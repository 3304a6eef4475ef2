//! Record identity hashing
//!
//! A Location id is the content hash of its IP string. The same IP
//! always yields the same id, regardless of which provider supplied
//! the data.

use xxhash_rust::xxh64::xxh64;

/// Compute the stable identifier for an IP address, as 16-char hex
#[inline]
pub fn location_id(ip: &str) -> String {
    format!("{:016x}", xxh64(ip.as_bytes(), 0))
}

#[cfg(test)]
mod tests {
    use super::*;

    #[test]
    fn test_location_id_deterministic() {
        assert_eq!(location_id("8.8.8.8"), location_id("8.8.8.8"));
        assert_eq!(location_id("8.8.8.8").len(), 16);
    }

    #[test]
    fn test_location_id_distinct_inputs() {
        assert_ne!(location_id("8.8.8.8"), location_id("8.8.4.4"));
        assert_ne!(location_id("127.0.0.1"), location_id("::1"));
    }

    #[test]
    fn test_location_id_stable_value() {
        // xxh64 with fixed seed 0, stable across process restarts
        assert_eq!(location_id("8.8.8.8"), format!("{:016x}", xxh64(b"8.8.8.8", 0)));
    }
}
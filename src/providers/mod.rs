//! External geolocation provider chain
//!
//! Each provider is described by a URL template and an access key; the
//! heterogeneous JSON shapes are normalized into `Location` by one
//! `ResponseParser` per provider. Fallback walks the configured order
//! (first, then second) strictly sequentially, never in parallel.

use std::collections::HashMap;
use std::sync::Arc;

use serde_json::Value;
use tokio_util::sync::CancellationToken;
use tracing::{error, warn};

use crate::config::ProviderConfig;
use crate::errors::{IpLocatorError, Result};
use crate::fetch::HttpFetcher;
use crate::repository::Location;

pub mod ipapi;
pub mod ipstack;
pub mod keycdn;

pub use ipapi::IpApiParser;
pub use ipstack::IpStackParser;
pub use keycdn::KeyCdnParser;

/// One external provider, immutable once loaded
#[derive(Debug, Clone)]
pub struct Provider {
    pub name: String,
    pub uri_pattern: String,
    pub access_key: String,
}

impl Provider {
    pub fn from_config(config: &ProviderConfig) -> Self {
        Self {
            name: config.name.clone(),
            uri_pattern: config.uri_pattern.clone(),
            access_key: config.access_key.clone(),
        }
    }

    /// Substitute `{ip}` and `{accessKey}` into the URL template
    pub fn build_url(&self, ip: &str) -> String {
        self.uri_pattern
            .replace("{ip}", ip)
            .replace("{accessKey}", &self.access_key)
    }
}

/// Normalize one provider response body into a Location
pub trait ResponseParser: Send + Sync {
    fn parse(&self, body: &str) -> Result<Location>;
}

/// Fetch a JSON field as text
///
/// Numeric values are stringified, missing fields normalize to ""
pub(crate) fn json_text(value: &Value, key: &str) -> String {
    match value.get(key) {
        Some(Value::String(s)) => s.clone(),
        Some(Value::Number(n)) => n.to_string(),
        _ => String::new(),
    }
}

pub struct ProviderChain {
    providers: HashMap<String, Provider>,
    first: String,
    second: String,
    fetcher: Arc<dyn HttpFetcher>,
}

impl ProviderChain {
    pub fn new(
        configs: &[ProviderConfig],
        first: &str,
        second: &str,
        fetcher: Arc<dyn HttpFetcher>,
    ) -> Self {
        let providers = configs
            .iter()
            .filter(|c| !c.name.trim().is_empty() && !c.uri_pattern.trim().is_empty())
            .map(|c| (c.name.to_ascii_lowercase(), Provider::from_config(c)))
            .collect();

        Self {
            providers,
            first: first.to_string(),
            second: second.to_string(),
            fetcher,
        }
    }

    pub fn provider_names(&self) -> Vec<String> {
        self.providers.keys().cloned().collect()
    }

    pub fn first_provider(&self) -> &str {
        &self.first
    }

    pub fn second_provider(&self) -> &str {
        &self.second
    }

    /// Unknown names dispatch to the default provider (ipapi)
    fn canonical(name: &str) -> &'static str {
        match name.to_ascii_lowercase().as_str() {
            "ipstack" => "ipstack",
            "keycdn" => "keycdn",
            _ => "ipapi",
        }
    }

    fn parser_for(name: &str) -> &'static dyn ResponseParser {
        match name {
            "ipstack" => &IpStackParser,
            "keycdn" => &KeyCdnParser,
            _ => &IpApiParser,
        }
    }

    /// Query a single provider and normalize the response
    pub async fn resolve(
        &self,
        provider_name: &str,
        ip: &str,
        cancel: &CancellationToken,
    ) -> Result<Location> {
        let key = Self::canonical(provider_name);
        let provider = self.providers.get(key).ok_or_else(|| {
            IpLocatorError::provider_error(format!("provider {:?} is not configured", key))
        })?;

        let url = provider.build_url(ip);
        let body = self.fetcher.fetch(&url, cancel).await?;

        Self::parser_for(key).parse(&body)
    }

    /// Resolve in chain order: first, then second; both failing returns
    /// the last error
    ///
    /// A success with an empty city is a degraded success: the second
    /// provider is consulted immediately and its result preferred, with
    /// the degraded first result kept if the second fails. Cancellation
    /// propagates without triggering fallback.
    pub async fn resolve_with_fallback(
        &self,
        ip: &str,
        cancel: &CancellationToken,
    ) -> Result<Location> {
        match self.resolve(&self.first, ip, cancel).await {
            Ok(location) if location.city.trim().is_empty() => {
                warn!(
                    "Provider \"{}\" returned an empty city for {}, trying \"{}\"",
                    self.first, ip, self.second
                );
                match self.resolve(&self.second, ip, cancel).await {
                    Ok(second_location) => Ok(second_location),
                    Err(e @ IpLocatorError::Cancelled(_)) => Err(e),
                    Err(e) => {
                        error!(
                            "Error occurred while processing with \"{}\" provider: {}",
                            self.second, e
                        );
                        Ok(location)
                    }
                }
            }
            Ok(location) => Ok(location),
            Err(e @ IpLocatorError::Cancelled(_)) => Err(e),
            Err(first_error) => {
                error!(
                    "Error occurred while processing with \"{}\" provider: {}",
                    self.first, first_error
                );
                self.resolve(&self.second, ip, cancel).await.map_err(|e| {
                    if !matches!(e, IpLocatorError::Cancelled(_)) {
                        error!(
                            "Error occurred while processing with \"{}\" provider: {}",
                            self.second, e
                        );
                    }
                    e
                })
            }
        }
    }
}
━━━
_EXERCISE DIRECTIONS_. Go through the entries above and restate each one exactly.

_RESPONSE_.
repository 3304a6eef4475ef2
//! Record identity hashing
//!
//! A Location id is the content hash of its IP string. The same IP
//! always yields the same id, regardless of which provider supplied
//! the data.

use xxhash_rust::xxh64::xxh64;

/// Compute the stable identifier for an IP address, as 16-char hex
#[inline]
pub fn location_id(ip: &str) -> String {
    format!("{:016x}", xxh64(ip.as_bytes(), 0))
}

#[cfg(test)]
mod tests {
    use super::*;

    #[test]
    fn test_location_id_deterministic() {
        assert_eq!(location_id("8.8.8.8"), location_id("8.8.8.8"));
        assert_eq!(location_id("8.8.8.8").len(), 16);
    }

    #[test]
    fn test_location_id_distinct_inputs() {
        assert_ne!(location_id("8.8.8.8"), location_id("8.8.4.4"));
        assert_ne!(location_id("127.0.0.1"), location_id("::1"));
    }

    #[test]
    fn test_location_id_stable_value() {
        // xxh64 with fixed seed 0, stable across process restarts
        assert_eq!(location_id("8.8.8.8"), format!("{:016x}", xxh64(b"8.8.8.8", 0)));
    }
}
filename src/providers/mod.rs
//! External geolocation provider chain
//!
//! Each provider is described by a URL template and an access key; the
//! heterogeneous JSON shapes are normalized into `Location` by one
//! `ResponseParser` per provider. Fallback walks the configured order
//! (first, then second) strictly sequentially, never in parallel.

use std::collections::HashMap;
use std::sync::Arc;

use serde_json::Value;
use tokio_util::sync::CancellationToken;
use tracing::{error, warn};

use crate::config::ProviderConfig;
use crate::errors::{IpLocatorError, Result};
use crate::fetch::HttpFetcher;
use crate::repository::Location;

pub mod ipapi;
pub mod ipstack;
pub mod keycdn;

pub use ipapi::IpApiParser;
pub use ipstack::IpStackParser;
pub use keycdn::KeyCdnParser;

/// One external provider, immutable once loaded
#[derive(Debug, Clone)]
pub struct Provider {
    pub name: String,
    pub uri_pattern: String,
    pub access_key: String,
}

impl Provider {
    pub fn from_config(config: &ProviderConfig) -> Self {
        Self {
            name: config.name.clone(),
            uri_pattern: config.uri_pattern.clone(),
            access_key: config.access_key.clone(),
        }
    }

    /// Substitute `{ip}` and `{accessKey}` into the URL template
    pub fn build_url(&self, ip: &str) -> String {
        self.uri_pattern
            .replace("{ip}", ip)
            .replace("{accessKey}", &self.access_key)
    }
}

/// Normalize one provider response body into a Location
pub trait ResponseParser: Send + Sync {
    fn parse(&self, body: &str) -> Result<Location>;
}

/// Fetch a JSON field as text
///
/// Numeric values are stringified, missing fields normalize to ""
pub(crate) fn json_text(value: &Value, key: &str) -> String {
    match value.get(key) {
        Some(Value::String(s)) => s.clone(),
        Some(Value::Number(n)) => n.to_string(),
        _ => String::new(),
    }
}

pub struct ProviderChain {
    providers: HashMap<String, Provider>,
    first: String,
    second: String,
    fetcher: Arc<dyn HttpFetcher>,
}

impl ProviderChain {
    pub fn new(
        configs: &[ProviderConfig],
        first: &str,
        second: &str,
        fetcher: Arc<dyn HttpFetcher>,
    ) -> Self {
        let providers = configs
            .iter()
            .filter(|c| !c.name.trim().is_empty() && !c.uri_pattern.trim().is_empty())
            .map(|c| (c.name.to_ascii_lowercase(), Provider::from_config(c)))
            .collect();

        Self {
            providers,
            first: first.to_string(),
            second: second.to_string(),
            fetcher,
        }
    }

    pub fn provider_names(&self) -> Vec<String> {
        self.providers.keys().cloned().collect()
    }

    pub fn first_provider(&self) -> &str {
        &self.first
    }

    pub fn second_provider(&self) -> &str {
        &self.second
    }

    /// Unknown names dispatch to the default provider (ipapi)
    fn canonical(name: &str) -> &'static str {
        match name.to_ascii_lowercase().as_str() {
            "ipstack" => "ipstack",
            "keycdn" => "keycdn",
            _ => "ipapi",
        }
    }

    fn parser_for(name: &str) -> &'static dyn ResponseParser {
        match name {
            "ipstack" => &IpStackParser,
            "keycdn" => &KeyCdnParser,
            _ => &IpApiParser,
        }
    }

    /// Query a single provider and normalize the response
    pub async fn resolve(
        &self,
        provider_name: &str,
        ip: &str,
        cancel: &CancellationToken,
    ) -> Result<Location> {
        let key = Self::canonical(provider_name);
        let provider = self.providers.get(key).ok_or_else(|| {
            IpLocatorError::provider_error(format!("provider {:?} is not configured", key))
        })?;

        let url = provider.build_url(ip);
        let body = self.fetcher.fetch(&url, cancel).await?;

        Self::parser_for(key).parse(&body)
    }

    /// Resolve in chain order: first, then second; both failing returns
    /// the last error
    ///
    /// A success with an empty city is a degraded success: the second
    /// provider is consulted immediately and its result preferred, with
    /// the degraded first result kept if the second fails. Cancellation
    /// propagates without triggering fallback.
    pub async fn resolve_with_fallback(
        &self,
        ip: &str,
        cancel: &CancellationToken,
    ) -> Result<Location> {
        match self.resolve(&self.first, ip, cancel).await {
            Ok(location) if location.city.trim().is_empty() => {
                warn!(
                    "Provider \"{}\" returned an empty city for {}, trying \"{}\"",
                    self.first, ip, self.second
                );
                match self.resolve(&self.second, ip, cancel).await {
                    Ok(second_location) => Ok(second_location),
                    Err(e @ IpLocatorError::Cancelled(_)) => Err(e),
                    Err(e) => {
                        error!(
                            "Error occurred while processing with \"{}\" provider: {}",
                            self.second, e
                        );
                        Ok(location)
                    }
                }
            }
            Ok(location) => Ok(location),
            Err(e @ IpLocatorError::Cancelled(_)) => Err(e),
            Err(first_error) => {
                error!(
                    "Error occurred while processing with \"{}\" provider: {}",
                    self.first, first_error
                );
                self.resolve(&self.second, ip, cancel).await.map_err(|e| {
                    if !matches!(e, IpLocatorError::Cancelled(_)) {
                        error!(
                            "Error occurred while processing with \"{}\" provider: {}",
                            self.second, e
                        );
                    }
                    e
                })
            }
        }
    }
}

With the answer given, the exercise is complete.